Dataset records
________________

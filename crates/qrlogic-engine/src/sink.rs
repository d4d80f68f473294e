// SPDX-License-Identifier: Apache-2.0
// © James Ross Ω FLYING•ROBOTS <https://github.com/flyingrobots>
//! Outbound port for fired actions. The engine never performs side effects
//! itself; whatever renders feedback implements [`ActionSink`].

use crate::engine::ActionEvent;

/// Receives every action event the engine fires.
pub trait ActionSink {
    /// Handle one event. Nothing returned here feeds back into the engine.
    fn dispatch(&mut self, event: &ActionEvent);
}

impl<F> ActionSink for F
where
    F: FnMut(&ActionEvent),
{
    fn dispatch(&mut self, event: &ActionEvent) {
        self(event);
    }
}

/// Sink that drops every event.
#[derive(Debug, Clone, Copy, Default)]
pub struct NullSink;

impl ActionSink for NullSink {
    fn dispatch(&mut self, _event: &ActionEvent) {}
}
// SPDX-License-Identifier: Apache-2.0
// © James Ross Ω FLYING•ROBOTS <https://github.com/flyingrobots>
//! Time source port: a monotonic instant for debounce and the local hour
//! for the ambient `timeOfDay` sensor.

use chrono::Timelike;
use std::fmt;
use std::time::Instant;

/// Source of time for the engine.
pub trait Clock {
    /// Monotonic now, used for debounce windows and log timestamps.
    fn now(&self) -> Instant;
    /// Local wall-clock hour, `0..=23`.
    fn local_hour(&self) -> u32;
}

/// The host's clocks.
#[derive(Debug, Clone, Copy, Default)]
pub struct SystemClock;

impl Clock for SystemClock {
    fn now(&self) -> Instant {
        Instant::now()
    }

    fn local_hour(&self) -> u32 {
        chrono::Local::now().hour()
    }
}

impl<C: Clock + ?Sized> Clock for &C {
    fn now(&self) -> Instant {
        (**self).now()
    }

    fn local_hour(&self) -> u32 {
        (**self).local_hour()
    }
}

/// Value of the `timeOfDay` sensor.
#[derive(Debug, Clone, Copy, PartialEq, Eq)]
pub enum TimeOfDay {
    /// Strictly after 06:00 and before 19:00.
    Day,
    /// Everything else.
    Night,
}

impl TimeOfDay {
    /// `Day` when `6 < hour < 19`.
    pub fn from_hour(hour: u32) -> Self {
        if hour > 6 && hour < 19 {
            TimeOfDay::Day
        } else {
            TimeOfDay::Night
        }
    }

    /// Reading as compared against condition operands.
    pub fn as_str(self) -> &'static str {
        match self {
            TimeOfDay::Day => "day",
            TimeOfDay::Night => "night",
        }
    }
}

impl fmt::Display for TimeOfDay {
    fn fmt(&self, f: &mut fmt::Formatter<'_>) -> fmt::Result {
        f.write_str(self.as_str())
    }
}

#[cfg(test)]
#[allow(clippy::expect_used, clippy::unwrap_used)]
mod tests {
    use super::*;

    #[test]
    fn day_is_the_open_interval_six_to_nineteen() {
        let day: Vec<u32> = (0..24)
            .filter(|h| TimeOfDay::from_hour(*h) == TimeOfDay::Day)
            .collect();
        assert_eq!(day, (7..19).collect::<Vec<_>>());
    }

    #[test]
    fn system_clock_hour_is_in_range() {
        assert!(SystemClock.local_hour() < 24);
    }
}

________________

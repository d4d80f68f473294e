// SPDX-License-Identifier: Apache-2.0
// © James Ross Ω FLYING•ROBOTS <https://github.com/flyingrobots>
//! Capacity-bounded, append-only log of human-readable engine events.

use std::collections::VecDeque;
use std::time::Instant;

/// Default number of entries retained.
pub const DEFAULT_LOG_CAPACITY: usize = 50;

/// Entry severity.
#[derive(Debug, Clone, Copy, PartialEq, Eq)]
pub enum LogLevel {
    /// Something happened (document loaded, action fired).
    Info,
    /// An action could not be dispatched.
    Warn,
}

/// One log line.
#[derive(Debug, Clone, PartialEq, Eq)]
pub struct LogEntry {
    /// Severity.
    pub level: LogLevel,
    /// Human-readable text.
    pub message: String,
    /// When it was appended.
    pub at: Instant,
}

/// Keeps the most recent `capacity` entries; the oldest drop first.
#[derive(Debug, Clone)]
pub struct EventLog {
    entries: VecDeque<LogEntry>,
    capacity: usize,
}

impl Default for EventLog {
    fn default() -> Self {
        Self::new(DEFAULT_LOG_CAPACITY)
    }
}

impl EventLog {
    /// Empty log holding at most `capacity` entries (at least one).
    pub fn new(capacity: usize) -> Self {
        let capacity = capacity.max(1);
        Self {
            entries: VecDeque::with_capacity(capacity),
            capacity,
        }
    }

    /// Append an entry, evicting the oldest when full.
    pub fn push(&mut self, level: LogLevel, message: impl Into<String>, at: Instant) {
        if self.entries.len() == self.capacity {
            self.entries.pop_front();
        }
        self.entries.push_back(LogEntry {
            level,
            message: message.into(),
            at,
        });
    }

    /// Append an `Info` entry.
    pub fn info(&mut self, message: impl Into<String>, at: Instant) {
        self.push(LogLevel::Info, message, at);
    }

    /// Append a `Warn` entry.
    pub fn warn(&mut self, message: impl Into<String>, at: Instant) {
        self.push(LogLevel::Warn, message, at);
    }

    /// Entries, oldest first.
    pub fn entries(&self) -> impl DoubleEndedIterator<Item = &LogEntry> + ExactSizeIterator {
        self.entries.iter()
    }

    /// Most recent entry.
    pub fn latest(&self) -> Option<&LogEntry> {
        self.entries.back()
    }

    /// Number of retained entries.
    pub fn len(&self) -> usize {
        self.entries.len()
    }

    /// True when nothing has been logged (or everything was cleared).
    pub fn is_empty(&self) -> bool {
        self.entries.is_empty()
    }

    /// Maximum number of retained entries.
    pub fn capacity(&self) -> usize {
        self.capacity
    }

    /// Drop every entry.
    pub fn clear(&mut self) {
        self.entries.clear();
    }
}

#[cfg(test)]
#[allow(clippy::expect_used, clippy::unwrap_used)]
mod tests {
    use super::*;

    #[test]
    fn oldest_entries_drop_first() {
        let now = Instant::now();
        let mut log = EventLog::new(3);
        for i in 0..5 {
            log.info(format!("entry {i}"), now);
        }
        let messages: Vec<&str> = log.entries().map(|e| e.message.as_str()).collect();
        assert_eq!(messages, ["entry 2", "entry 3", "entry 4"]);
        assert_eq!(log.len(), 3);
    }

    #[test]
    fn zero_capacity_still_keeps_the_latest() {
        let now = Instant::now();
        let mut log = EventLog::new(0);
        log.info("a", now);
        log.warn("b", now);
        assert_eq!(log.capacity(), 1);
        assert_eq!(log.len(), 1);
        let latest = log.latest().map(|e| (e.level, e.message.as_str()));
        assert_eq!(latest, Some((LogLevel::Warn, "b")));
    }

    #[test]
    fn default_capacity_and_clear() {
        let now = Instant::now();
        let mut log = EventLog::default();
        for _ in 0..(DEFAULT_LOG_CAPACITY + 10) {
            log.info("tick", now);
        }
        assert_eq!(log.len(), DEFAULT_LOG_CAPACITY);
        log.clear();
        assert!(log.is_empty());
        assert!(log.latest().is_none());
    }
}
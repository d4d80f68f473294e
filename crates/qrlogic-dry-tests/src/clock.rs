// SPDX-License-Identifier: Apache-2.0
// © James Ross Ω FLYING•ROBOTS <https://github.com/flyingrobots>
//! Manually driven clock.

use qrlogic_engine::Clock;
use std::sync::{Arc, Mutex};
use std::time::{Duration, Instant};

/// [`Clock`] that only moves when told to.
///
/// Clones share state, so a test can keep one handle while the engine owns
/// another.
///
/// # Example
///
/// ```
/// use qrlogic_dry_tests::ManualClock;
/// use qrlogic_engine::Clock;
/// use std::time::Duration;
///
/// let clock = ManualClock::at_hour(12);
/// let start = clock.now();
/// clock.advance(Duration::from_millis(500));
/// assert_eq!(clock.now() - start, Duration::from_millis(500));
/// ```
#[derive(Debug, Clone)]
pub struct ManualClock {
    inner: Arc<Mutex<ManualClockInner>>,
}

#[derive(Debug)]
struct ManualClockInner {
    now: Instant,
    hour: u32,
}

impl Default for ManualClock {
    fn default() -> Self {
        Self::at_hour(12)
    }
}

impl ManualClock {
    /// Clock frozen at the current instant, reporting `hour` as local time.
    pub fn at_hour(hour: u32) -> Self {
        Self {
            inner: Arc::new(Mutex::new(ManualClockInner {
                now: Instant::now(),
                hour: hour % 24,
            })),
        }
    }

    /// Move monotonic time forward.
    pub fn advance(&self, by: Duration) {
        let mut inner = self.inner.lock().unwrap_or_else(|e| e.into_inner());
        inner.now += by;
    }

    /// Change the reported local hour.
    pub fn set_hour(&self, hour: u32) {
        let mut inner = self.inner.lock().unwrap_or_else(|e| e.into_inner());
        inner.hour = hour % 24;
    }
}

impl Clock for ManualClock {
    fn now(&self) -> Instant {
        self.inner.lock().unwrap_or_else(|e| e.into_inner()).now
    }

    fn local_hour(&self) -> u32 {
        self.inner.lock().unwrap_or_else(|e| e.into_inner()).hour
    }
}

________________

Check each line in the records above for the word "trait". Return those that have it.

**Answer box:**
pub trait ActionSink {
pub trait Clock {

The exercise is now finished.